>>>>
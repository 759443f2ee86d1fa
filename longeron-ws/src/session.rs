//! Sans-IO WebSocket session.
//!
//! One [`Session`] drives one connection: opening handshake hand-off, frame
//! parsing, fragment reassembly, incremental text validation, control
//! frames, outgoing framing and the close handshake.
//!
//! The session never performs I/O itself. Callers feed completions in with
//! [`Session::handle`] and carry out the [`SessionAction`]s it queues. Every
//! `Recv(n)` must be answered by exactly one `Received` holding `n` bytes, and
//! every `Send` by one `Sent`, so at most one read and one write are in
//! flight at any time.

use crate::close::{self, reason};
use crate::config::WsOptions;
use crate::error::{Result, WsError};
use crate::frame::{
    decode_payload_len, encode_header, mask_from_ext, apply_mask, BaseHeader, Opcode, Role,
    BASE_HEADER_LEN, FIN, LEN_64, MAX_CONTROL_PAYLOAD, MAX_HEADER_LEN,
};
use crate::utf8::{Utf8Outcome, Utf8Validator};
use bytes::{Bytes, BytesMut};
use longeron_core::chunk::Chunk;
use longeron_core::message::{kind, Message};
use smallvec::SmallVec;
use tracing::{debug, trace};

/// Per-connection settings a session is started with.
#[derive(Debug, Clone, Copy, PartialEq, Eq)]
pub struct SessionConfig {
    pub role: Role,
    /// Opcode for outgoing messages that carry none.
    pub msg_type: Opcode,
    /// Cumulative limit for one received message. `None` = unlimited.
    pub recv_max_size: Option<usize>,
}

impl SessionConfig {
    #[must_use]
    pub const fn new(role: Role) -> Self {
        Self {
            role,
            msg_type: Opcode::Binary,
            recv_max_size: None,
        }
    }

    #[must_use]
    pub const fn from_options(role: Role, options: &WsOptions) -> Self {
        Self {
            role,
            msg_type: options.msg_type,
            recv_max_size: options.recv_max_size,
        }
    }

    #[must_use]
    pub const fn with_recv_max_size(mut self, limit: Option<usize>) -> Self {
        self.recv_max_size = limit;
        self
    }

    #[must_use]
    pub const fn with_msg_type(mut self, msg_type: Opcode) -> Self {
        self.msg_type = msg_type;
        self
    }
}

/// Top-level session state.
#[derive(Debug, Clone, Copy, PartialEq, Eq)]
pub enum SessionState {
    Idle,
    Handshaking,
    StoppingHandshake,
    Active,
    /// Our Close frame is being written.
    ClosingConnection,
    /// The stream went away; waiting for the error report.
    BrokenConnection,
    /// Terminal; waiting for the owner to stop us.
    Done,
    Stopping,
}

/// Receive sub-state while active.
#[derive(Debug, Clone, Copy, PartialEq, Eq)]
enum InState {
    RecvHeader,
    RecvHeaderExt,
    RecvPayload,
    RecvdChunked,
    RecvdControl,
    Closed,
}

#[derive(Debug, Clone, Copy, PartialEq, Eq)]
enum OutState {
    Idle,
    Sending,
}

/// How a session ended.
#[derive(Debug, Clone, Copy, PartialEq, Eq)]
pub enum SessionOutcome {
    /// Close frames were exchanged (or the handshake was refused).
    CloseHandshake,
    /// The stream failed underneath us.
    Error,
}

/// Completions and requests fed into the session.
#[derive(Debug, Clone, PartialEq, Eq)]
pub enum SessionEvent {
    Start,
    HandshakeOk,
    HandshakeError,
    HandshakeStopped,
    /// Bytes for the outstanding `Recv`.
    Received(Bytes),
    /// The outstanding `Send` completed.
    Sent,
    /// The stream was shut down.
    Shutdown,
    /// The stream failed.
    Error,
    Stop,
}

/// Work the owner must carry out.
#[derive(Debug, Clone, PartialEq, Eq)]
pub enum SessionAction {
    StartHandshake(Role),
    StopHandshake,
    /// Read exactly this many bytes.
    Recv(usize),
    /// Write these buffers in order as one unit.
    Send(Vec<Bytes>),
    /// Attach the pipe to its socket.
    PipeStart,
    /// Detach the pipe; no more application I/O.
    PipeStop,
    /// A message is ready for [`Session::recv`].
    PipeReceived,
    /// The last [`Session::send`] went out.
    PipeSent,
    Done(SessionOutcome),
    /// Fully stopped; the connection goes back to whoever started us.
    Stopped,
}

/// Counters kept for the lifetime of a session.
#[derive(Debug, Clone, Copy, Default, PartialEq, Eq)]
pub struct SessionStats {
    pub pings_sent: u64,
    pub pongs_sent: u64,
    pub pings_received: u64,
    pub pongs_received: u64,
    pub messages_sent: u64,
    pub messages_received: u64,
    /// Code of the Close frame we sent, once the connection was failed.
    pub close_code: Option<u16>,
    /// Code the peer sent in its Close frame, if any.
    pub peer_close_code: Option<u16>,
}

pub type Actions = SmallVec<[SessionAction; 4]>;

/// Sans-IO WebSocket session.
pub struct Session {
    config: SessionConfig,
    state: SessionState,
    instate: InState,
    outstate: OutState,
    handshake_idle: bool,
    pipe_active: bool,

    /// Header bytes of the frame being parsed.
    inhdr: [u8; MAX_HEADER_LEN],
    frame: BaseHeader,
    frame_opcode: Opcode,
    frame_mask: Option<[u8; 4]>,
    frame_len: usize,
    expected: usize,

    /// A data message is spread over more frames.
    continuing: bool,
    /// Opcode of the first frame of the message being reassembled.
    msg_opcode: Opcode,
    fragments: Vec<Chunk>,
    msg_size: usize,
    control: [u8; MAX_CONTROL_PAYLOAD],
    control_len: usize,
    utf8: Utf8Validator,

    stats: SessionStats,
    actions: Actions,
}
<<<<
>>>>
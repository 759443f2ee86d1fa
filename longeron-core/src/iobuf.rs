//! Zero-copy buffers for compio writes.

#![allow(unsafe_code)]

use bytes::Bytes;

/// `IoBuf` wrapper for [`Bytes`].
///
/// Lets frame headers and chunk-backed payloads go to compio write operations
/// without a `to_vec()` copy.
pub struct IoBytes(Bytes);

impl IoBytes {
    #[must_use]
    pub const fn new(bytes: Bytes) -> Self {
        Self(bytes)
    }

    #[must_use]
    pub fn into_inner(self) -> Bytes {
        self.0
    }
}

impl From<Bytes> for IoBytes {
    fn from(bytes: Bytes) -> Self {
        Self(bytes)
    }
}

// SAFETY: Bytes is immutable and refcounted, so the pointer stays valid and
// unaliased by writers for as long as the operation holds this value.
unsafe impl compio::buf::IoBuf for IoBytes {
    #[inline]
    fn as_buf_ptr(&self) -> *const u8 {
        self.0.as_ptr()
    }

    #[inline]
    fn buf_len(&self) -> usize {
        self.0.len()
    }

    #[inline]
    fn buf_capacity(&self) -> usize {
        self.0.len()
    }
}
<<<<
### What this task involves
Look through the material above and pick out each line holding the word "waiting".

### Output of the task
    /// The stream went away; waiting for the error report.
    /// Terminal; waiting for the owner to stop us.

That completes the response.